PANORAMA: A synthetic PII-laced dataset for studying sensitive data memorization in LLMs
Journal:
arXiv
Published Date:
May 18, 2025
Abstract
The memorization of sensitive and personally identifiable information (PII)
by large language models (LLMs) poses growing privacy risks as models scale and
are increasingly deployed in real-world applications. Existing efforts to study
sensitive and PII data memorization and develop mitigation strategies are
hampered by the absence of comprehensive, realistic, and ethically sourced
datasets reflecting the diversity of sensitive information found on the web. We
introduce PANORAMA - Profile-based Assemblage for Naturalistic Online
Representation and Attribute Memorization Analysis, a large-scale synthetic
corpus of 384,789 samples derived from 9,674 synthetic profiles designed to
closely emulate the distribution, variety, and context of PII and sensitive
data as it naturally occurs in online environments. Our data generation
pipeline begins with the construction of internally consistent, multi-attribute
human profiles using constrained selection to reflect real-world demographics
such as education, health attributes, financial status, etc. Using a
combination of zero-shot prompting and OpenAI o3-mini, we generate diverse
content types - including wiki-style articles, social media posts, forum
discussions, online reviews, comments, and marketplace listings - each
embedding realistic, contextually appropriate PII and other sensitive
information.

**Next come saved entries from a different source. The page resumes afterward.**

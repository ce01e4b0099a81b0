//! Breadth-first crawl frontier
//!
//! This module handles:
//! - FIFO ordering of URLs waiting to be fetched
//! - Tracking the link depth of each queued URL
//! - The visited set that stops a URL from being processed twice

use std::collections::{HashSet, VecDeque};
use url::Url;

/// A URL waiting to be fetched
#[derive(Debug, Clone, PartialEq, Eq)]
pub struct FrontierEntry {
    /// The URL to fetch
    pub url: Url,

    /// Link hops from the seed (seeds are depth 0)
    pub depth: u32,
}

/// FIFO queue of pending URLs plus the set of URLs already processed
///
/// A URL may sit in the queue more than once; only the first dequeue is
/// processed because [`Frontier::mark_visited`] rejects the rest.
#[derive(Debug, Default)]
pub struct Frontier {
    queue: VecDeque<FrontierEntry>,
    visited: HashSet<String>,
}

impl Frontier {
    pub fn new() -> Self {
        Self::default()
    }

    /// Creates a frontier holding the seeds at depth 0, in order
    pub fn seeded<I>(seeds: I) -> Self
    where
        I: IntoIterator<Item = Url>,
    {
        let mut frontier = Self::new();
        for url in seeds {
            frontier.push(url, 0);
        }
        frontier
    }

    /// Appends a URL to the back of the queue
    pub fn push(&mut self, url: Url, depth: u32) {
        self.queue.push_back(FrontierEntry { url, depth });
    }

    /// Removes the URL at the front of the queue
    pub fn pop(&mut self) -> Option<FrontierEntry> {
        self.queue.pop_front()
    }

    /// Marks a URL as processed
    ///
    /// Returns false if it had already been marked.
    pub fn mark_visited(&mut self, url: &Url) -> bool {
        self.visited.insert(url.as_str().to_string())
    }

    pub fn is_visited(&self, url: &Url) -> bool {
        self.visited.contains(url.as_str())
    }

    /// Number of queued entries
    pub fn len(&self) -> usize {
        self.queue.len()
    }

    pub fn is_empty(&self) -> bool {
        self.queue.is_empty()
    }

    /// Number of URLs marked visited
    pub fn visited_count(&self) -> usize {
        self.visited.len()
    }
}
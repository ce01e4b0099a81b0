use crate::config::types::Config;
use crate::config::validation::validate;
use crate::ConfigError;
use sha2::{Digest, Sha256};
use std::path::Path;

/// Loads and parses a configuration file from the given path
///
/// # Arguments
///
/// * `path` - Path to the TOML configuration file
///
/// # Returns
///
/// * `Ok(Config)` - Successfully loaded and validated configuration
/// * `Err(ConfigError)` - Failed to load, parse, or validate the configuration
pub fn load_config(path: &Path) -> Result<Config, ConfigError> {
    let content = std::fs::read_to_string(path)?;
    parse_config(&content)
}

/// Parses and validates configuration from TOML text
pub fn parse_config(content: &str) -> Result<Config, ConfigError> {
    let config: Config = toml::from_str(content)?;
    validate(&config)?;
    Ok(config)
}

/// Computes a SHA-256 hash of the configuration file content
///
/// Logged at startup so a stored index can be traced back to the
/// whitelist and trust table that produced it.
pub fn compute_config_hash(path: &Path) -> Result<String, ConfigError> {
    let content = std::fs::read_to_string(path)?;
    let mut hasher = Sha256::new();
    hasher.update(content.as_bytes());
    Ok(hex::encode(hasher.finalize()))
}

/// Loads a configuration and returns both the config and its hash
pub fn load_config_with_hash(path: &Path) -> Result<(Config, String), ConfigError> {
    let config = load_config(path)?;
    let hash = compute_config_hash(path)?;
    Ok((config, hash))
}
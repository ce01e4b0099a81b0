//! Search over the document index
//!
//! A query goes to the store for full-text candidates (three per requested
//! result) and the [`Ranker`] reorders them by domain trust, title keywords
//! and text length.

mod ranking;

pub use ranking::{
    Ranker, ScoredResult, TrustTable, LENGTH_PENALTY, LONG_TEXT_CHARS, TITLE_BONUS,
    TITLE_KEYWORDS,
};

use crate::config::Config;
use crate::storage::DocumentStore;
use crate::Result;
use std::sync::Arc;

/// Read-only search entry point
pub struct SearchService {
    store: Arc<dyn DocumentStore>,
    ranker: Ranker,
}

impl SearchService {
    pub fn new(store: Arc<dyn DocumentStore>, ranker: Ranker) -> Self {
        Self { store, ranker }
    }

    /// Creates a service whose trust table comes from the configured sites
    pub fn from_config(config: &Config, store: Arc<dyn DocumentStore>) -> Self {
        Self::new(store, Ranker::new(TrustTable::from_sites(&config.sites)))
    }

    /// Returns at most `limit` ranked results for `query`
    ///
    /// `topic`, when given, must match a document's topic exactly. A query
    /// with no searchable words yields no results.
    pub fn search(&self, query: &str, topic: Option<&str>, limit: usize) -> Result<Vec<ScoredResult>> {
        let hits = self.store.search(query, topic, limit)?;
        tracing::debug!(
            "Query '{}' (topic {:?}): {} candidate(s) for {} result(s)",
            query,
            topic,
            hits.len(),
            limit
        );
        Ok(self.ranker.rank(&hits, limit))
    }
}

We validate the utility of PANORAMA by fine-tuning the Mistral-7B
model on 1x, 5x, 10x, and 25x data replication rates with a subset of data and
measure PII memorization rates - revealing not only consistent increases with
repetition but also variation across content types, highlighting PANORAMA's
ability to model how memorization risks differ by context. Our dataset and code
are publicly available, providing a much-needed resource for privacy risk
assessment, model auditing, and the development of privacy-preserving LLMs.